• What to work on: Exactly the lines from the one with "(§3, §4.1, §4.2). Every" to the end of the listing must be repeated, both ends included, with nothing added.

________________________

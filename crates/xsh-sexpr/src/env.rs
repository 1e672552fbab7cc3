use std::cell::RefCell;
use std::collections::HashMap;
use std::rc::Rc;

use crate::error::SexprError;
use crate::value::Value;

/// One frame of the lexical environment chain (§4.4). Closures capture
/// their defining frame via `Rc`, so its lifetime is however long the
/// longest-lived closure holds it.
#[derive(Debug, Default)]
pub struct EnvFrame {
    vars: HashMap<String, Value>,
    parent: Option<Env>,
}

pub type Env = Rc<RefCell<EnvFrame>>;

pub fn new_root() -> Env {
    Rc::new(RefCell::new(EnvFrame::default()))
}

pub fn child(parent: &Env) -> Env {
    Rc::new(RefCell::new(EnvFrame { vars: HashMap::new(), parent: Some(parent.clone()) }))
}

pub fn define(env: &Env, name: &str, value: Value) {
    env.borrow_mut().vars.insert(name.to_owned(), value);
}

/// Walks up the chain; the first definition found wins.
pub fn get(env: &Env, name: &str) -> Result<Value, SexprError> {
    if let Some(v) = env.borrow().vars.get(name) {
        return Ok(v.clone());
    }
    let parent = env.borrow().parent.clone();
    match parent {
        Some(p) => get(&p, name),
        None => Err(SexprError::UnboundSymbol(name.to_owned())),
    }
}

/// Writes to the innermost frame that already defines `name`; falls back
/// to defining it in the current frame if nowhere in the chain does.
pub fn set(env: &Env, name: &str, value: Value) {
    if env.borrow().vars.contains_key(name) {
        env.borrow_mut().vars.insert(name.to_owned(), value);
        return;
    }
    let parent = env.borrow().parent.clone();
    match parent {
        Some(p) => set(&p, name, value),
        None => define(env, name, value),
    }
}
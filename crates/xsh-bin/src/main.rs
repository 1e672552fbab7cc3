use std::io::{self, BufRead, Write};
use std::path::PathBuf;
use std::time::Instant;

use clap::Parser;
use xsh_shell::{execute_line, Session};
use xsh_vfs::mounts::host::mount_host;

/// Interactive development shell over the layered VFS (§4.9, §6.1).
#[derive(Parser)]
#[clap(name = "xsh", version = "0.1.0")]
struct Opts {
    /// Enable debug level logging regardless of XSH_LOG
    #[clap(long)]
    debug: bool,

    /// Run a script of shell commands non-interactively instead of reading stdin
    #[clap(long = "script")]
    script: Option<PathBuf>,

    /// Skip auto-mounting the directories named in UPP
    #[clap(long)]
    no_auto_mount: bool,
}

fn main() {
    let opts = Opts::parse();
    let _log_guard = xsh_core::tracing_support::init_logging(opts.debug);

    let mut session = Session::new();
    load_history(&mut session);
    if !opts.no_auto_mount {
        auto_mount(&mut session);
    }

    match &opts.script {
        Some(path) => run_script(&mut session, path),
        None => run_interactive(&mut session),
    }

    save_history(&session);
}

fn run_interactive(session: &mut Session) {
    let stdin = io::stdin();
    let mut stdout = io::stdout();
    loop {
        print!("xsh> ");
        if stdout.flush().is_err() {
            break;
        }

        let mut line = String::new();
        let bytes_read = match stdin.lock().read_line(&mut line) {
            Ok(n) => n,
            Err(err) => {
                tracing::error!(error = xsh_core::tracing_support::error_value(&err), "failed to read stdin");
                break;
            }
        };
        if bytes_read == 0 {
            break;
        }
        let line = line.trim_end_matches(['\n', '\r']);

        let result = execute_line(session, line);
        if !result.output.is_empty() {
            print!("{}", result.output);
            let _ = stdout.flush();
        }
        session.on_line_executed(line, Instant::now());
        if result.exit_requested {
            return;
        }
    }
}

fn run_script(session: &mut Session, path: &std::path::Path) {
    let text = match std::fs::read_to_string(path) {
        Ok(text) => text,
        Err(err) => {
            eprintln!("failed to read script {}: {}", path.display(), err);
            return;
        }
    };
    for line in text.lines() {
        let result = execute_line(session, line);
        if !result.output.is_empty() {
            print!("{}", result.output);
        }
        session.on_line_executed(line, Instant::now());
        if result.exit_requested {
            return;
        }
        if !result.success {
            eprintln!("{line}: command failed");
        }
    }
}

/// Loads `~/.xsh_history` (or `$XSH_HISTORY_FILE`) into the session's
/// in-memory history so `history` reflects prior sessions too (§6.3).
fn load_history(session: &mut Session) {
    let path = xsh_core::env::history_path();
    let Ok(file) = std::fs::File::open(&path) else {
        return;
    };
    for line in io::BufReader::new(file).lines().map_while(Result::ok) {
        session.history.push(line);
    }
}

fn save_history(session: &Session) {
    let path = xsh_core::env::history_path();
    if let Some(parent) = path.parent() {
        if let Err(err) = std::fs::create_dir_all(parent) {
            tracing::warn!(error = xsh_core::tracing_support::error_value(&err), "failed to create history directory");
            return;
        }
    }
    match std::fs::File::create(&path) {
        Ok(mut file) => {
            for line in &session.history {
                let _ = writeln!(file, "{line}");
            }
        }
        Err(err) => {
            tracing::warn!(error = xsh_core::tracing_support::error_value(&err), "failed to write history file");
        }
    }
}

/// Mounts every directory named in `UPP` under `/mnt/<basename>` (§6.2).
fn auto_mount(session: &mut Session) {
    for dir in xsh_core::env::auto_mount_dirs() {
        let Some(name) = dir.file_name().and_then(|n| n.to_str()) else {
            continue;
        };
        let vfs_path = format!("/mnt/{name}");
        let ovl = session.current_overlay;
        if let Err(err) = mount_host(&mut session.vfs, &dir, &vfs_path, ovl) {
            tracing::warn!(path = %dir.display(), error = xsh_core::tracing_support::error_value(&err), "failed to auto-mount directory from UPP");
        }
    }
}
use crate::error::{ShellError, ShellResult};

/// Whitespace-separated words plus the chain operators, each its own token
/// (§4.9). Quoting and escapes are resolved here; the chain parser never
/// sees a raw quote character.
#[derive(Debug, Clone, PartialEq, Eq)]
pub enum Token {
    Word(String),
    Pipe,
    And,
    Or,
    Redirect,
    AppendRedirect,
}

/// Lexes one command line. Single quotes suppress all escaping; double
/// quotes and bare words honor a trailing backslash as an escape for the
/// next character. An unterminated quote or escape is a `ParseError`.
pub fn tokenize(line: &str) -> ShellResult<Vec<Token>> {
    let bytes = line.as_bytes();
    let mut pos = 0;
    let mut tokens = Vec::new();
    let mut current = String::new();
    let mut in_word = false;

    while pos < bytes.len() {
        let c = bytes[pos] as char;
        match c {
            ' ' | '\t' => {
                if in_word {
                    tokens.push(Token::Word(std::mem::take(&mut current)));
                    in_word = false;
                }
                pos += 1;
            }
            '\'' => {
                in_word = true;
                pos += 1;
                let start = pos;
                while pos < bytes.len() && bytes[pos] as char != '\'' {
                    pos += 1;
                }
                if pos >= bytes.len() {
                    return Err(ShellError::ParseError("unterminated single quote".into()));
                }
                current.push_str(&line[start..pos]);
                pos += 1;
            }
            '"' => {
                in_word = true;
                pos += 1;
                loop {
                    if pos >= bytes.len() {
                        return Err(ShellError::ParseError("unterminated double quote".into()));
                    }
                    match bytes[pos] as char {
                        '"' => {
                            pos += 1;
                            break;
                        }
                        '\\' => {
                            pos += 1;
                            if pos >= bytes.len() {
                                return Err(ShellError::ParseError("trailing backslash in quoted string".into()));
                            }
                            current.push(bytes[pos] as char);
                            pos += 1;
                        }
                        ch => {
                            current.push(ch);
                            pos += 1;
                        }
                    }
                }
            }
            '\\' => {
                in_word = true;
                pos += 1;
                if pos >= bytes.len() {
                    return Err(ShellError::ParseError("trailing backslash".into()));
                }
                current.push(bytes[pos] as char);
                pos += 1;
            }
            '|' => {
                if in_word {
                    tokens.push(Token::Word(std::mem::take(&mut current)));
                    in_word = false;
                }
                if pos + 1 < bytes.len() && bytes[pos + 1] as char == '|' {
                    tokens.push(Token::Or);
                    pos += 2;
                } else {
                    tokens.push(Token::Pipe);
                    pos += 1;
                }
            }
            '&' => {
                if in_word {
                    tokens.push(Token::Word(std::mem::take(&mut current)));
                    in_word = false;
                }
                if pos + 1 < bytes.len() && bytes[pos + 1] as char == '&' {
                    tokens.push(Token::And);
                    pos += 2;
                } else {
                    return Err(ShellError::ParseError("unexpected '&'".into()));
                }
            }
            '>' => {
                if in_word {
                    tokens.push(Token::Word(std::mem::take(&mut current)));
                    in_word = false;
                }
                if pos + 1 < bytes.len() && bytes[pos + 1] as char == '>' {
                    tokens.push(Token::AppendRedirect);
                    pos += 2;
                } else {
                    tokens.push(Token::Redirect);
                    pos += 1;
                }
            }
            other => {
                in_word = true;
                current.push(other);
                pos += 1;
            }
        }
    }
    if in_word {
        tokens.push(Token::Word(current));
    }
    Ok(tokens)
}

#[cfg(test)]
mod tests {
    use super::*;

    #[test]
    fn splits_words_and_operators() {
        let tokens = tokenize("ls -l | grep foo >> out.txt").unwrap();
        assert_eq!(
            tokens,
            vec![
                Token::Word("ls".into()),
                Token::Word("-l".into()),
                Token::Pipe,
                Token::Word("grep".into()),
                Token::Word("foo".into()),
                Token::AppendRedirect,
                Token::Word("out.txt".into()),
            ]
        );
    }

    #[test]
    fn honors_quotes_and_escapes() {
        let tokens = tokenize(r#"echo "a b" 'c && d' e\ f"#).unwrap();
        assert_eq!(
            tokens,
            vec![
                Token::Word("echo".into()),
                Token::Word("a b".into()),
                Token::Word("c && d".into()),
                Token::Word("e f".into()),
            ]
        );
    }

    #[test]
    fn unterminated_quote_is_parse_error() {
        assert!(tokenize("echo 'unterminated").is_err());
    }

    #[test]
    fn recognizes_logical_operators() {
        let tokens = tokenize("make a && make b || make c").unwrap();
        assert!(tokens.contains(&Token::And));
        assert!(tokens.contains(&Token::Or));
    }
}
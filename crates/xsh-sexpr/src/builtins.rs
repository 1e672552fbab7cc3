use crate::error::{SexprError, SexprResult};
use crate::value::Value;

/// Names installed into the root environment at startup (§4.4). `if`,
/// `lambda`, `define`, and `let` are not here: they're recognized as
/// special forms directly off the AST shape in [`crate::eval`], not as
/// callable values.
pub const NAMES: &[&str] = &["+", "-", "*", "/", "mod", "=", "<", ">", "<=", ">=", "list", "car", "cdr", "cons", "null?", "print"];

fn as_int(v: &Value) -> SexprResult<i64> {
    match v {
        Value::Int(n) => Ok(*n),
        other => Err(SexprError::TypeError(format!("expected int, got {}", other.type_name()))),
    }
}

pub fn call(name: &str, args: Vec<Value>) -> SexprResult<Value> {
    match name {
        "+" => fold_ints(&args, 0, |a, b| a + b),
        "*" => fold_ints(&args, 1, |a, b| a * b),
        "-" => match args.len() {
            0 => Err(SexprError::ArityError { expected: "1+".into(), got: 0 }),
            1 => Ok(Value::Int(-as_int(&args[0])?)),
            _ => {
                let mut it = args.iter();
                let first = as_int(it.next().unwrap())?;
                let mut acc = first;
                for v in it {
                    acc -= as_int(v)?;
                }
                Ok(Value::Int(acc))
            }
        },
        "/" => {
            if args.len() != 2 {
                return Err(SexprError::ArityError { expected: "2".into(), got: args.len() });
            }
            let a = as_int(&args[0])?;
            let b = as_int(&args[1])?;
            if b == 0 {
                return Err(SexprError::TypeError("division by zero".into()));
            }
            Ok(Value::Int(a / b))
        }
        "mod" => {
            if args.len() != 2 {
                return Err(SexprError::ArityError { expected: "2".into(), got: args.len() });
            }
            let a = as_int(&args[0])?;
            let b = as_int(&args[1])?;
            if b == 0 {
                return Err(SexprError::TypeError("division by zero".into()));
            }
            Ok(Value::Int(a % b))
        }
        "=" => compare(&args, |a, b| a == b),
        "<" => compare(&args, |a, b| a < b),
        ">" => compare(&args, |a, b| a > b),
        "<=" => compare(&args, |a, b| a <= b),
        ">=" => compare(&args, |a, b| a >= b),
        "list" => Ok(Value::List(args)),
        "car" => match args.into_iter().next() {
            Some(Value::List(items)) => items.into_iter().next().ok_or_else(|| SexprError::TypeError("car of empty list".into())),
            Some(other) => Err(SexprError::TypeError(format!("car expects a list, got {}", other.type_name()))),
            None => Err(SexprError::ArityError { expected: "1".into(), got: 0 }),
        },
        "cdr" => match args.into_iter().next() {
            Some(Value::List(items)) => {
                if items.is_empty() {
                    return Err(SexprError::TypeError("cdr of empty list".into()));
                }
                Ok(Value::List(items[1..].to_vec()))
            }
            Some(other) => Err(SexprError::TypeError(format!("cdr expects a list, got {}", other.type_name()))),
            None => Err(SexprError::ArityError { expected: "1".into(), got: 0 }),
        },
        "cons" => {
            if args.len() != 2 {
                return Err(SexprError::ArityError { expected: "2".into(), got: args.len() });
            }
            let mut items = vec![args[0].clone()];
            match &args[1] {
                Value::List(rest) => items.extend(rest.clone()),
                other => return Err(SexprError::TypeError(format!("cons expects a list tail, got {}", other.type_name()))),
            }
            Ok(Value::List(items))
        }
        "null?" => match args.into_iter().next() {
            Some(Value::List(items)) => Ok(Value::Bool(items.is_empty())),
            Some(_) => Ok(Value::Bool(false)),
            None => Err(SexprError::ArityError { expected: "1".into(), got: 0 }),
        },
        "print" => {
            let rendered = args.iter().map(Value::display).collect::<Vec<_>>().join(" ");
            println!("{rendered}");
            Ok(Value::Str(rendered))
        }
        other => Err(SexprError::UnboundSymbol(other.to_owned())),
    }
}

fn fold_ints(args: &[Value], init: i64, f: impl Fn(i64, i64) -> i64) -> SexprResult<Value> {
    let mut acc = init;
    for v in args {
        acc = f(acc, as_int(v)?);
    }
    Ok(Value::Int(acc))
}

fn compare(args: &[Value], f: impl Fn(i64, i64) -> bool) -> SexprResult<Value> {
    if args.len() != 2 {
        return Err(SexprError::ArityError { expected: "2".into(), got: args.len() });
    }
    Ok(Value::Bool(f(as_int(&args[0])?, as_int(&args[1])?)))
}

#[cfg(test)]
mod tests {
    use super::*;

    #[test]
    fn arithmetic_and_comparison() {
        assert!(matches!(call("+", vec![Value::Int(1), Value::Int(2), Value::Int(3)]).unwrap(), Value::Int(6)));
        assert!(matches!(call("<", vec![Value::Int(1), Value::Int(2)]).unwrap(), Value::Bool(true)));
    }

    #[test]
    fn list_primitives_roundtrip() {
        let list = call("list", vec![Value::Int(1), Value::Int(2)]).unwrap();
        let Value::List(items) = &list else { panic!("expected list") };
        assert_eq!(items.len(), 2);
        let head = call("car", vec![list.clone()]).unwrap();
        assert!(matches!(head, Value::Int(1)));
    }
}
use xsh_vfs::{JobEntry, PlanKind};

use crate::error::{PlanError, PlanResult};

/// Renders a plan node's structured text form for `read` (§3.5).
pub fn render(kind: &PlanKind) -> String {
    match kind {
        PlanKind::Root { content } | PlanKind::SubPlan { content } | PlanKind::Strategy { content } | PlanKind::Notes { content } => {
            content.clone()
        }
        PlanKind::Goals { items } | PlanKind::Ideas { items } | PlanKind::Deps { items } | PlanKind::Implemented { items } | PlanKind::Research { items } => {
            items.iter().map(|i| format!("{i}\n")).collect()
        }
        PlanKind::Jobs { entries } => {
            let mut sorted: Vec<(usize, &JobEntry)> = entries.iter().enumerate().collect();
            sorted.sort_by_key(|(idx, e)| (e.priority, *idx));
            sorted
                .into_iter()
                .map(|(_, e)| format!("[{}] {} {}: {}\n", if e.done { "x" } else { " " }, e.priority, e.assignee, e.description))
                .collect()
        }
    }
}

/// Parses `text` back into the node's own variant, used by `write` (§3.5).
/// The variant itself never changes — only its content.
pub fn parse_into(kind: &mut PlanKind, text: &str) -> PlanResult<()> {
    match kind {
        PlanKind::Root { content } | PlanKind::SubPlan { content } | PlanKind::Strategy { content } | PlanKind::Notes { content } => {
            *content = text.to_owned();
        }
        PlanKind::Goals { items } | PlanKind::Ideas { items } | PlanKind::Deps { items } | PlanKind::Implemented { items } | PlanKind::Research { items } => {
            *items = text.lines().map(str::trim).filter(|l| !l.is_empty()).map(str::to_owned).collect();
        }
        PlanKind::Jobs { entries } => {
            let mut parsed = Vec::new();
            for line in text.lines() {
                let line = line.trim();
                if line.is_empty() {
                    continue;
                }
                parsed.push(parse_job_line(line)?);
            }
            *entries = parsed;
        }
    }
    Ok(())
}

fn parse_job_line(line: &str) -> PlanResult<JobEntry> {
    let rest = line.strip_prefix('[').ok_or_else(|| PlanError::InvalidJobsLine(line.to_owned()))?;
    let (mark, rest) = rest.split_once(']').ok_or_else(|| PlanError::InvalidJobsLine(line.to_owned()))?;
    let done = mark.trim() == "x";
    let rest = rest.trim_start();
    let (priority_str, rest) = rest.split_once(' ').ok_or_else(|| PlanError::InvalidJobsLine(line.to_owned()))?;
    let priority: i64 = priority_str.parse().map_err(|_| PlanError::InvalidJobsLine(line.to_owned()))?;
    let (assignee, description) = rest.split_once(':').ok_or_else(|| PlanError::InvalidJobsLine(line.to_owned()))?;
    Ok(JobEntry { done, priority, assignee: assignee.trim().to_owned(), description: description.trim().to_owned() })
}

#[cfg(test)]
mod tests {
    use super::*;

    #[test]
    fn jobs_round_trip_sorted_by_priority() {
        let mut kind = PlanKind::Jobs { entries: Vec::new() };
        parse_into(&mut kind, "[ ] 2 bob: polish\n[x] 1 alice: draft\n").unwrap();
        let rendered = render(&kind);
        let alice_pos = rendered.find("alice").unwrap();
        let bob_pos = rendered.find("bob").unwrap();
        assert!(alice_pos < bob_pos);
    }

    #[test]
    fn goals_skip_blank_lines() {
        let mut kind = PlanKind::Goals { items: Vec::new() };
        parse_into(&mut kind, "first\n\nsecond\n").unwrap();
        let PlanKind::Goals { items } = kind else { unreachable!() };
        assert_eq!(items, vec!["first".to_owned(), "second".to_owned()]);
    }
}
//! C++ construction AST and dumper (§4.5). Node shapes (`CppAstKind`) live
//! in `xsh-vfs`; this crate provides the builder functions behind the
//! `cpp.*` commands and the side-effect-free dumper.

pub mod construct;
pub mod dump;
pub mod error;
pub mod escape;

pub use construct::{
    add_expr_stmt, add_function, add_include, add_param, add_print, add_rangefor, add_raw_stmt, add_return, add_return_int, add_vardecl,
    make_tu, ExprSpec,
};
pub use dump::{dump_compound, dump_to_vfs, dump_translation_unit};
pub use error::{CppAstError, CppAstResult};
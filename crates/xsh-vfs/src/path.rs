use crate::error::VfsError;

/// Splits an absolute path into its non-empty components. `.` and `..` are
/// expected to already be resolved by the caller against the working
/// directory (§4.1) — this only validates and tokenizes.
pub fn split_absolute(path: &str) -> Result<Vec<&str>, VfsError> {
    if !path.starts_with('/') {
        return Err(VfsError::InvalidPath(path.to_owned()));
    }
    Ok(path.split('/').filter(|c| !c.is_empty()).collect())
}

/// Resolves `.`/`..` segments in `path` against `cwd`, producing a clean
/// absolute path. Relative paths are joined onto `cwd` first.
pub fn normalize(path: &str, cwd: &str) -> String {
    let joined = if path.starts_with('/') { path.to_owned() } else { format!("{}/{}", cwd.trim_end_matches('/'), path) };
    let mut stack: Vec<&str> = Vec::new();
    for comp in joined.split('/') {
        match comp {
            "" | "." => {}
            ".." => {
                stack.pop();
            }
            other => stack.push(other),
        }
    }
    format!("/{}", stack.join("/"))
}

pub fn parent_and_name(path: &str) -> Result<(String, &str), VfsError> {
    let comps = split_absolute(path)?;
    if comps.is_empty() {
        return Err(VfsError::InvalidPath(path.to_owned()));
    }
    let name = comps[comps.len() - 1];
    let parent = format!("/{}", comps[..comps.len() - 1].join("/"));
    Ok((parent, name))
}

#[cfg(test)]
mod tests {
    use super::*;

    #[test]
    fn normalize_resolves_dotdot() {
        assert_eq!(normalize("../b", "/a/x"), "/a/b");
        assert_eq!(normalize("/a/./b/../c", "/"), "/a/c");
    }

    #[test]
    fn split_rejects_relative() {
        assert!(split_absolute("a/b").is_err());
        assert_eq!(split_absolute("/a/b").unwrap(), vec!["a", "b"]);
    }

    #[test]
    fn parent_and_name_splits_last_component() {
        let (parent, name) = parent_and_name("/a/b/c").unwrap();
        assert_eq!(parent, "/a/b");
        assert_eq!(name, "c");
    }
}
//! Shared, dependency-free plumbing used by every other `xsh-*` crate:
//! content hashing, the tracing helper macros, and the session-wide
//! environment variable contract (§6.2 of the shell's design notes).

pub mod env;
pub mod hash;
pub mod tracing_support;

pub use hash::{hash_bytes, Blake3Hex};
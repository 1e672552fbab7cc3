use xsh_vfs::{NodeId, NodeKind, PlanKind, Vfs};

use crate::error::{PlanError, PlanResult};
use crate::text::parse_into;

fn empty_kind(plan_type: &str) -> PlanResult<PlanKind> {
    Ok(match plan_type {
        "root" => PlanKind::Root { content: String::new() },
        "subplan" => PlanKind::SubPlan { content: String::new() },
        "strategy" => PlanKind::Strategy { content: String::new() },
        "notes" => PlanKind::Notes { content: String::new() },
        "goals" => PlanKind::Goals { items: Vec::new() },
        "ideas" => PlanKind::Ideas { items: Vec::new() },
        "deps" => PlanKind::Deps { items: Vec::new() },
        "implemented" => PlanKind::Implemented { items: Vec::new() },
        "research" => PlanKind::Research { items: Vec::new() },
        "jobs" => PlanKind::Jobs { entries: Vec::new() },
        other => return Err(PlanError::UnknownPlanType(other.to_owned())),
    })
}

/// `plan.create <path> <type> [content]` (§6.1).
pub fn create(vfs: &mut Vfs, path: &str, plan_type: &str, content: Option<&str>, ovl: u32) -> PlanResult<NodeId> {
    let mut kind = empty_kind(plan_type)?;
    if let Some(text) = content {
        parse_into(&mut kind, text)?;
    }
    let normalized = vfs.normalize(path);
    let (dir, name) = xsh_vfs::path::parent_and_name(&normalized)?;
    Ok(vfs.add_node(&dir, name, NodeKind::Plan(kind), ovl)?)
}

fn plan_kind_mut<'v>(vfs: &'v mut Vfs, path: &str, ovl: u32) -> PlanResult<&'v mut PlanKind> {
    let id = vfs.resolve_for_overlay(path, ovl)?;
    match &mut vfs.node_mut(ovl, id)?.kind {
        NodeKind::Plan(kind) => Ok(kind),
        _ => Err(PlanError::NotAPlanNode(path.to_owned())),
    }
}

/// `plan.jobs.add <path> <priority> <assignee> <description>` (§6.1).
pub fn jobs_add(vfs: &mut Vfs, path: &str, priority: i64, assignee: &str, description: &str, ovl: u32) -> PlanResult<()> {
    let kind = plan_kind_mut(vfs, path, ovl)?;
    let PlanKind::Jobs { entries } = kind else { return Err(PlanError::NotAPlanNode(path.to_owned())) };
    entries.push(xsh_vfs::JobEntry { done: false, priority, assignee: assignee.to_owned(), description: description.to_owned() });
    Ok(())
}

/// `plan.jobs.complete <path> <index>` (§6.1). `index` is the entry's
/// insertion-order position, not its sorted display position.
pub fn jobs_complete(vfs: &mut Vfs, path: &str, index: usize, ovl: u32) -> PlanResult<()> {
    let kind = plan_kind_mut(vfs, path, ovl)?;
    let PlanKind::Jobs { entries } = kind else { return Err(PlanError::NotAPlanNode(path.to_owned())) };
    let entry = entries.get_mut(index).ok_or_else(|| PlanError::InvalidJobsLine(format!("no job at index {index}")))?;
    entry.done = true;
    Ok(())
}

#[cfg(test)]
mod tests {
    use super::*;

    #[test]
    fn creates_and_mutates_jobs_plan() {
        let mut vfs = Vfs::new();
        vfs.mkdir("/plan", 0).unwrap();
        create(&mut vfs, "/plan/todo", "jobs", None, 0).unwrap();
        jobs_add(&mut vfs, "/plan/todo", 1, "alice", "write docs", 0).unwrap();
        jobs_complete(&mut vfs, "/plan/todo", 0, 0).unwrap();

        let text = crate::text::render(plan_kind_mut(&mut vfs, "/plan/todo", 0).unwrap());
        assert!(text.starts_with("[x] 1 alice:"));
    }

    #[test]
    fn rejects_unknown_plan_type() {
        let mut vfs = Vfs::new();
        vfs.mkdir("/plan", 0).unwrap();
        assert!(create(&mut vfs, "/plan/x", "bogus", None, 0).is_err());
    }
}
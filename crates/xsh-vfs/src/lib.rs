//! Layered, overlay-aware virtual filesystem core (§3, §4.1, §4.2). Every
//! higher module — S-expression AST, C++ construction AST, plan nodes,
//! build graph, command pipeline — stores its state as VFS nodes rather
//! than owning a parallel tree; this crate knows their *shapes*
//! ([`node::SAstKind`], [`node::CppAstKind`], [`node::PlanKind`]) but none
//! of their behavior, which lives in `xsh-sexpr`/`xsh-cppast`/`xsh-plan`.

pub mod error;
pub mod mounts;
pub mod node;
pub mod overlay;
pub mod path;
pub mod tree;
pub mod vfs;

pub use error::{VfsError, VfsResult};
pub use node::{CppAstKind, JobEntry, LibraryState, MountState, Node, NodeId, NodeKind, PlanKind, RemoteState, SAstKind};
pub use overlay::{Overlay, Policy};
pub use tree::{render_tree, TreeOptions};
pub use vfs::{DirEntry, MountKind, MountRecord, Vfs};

________________________

• Problem solution:
//! Layered, overlay-aware virtual filesystem core (§3, §4.1, §4.2). Every
//! higher module — S-expression AST, C++ construction AST, plan nodes,
//! build graph, command pipeline — stores its state as VFS nodes rather
//! than owning a parallel tree; this crate knows their *shapes*
//! ([`node::SAstKind`], [`node::CppAstKind`], [`node::PlanKind`]) but none
//! of their behavior, which lives in `xsh-sexpr`/`xsh-cppast`/`xsh-plan`.

pub mod error;
pub mod mounts;
pub mod node;
pub mod overlay;
pub mod path;
pub mod tree;
pub mod vfs;

pub use error::{VfsError, VfsResult};
pub use node::{CppAstKind, JobEntry, LibraryState, MountState, Node, NodeId, NodeKind, PlanKind, RemoteState, SAstKind};
pub use overlay::{Overlay, Policy};
pub use tree::{render_tree, TreeOptions};
pub use vfs::{DirEntry, MountKind, MountRecord, Vfs};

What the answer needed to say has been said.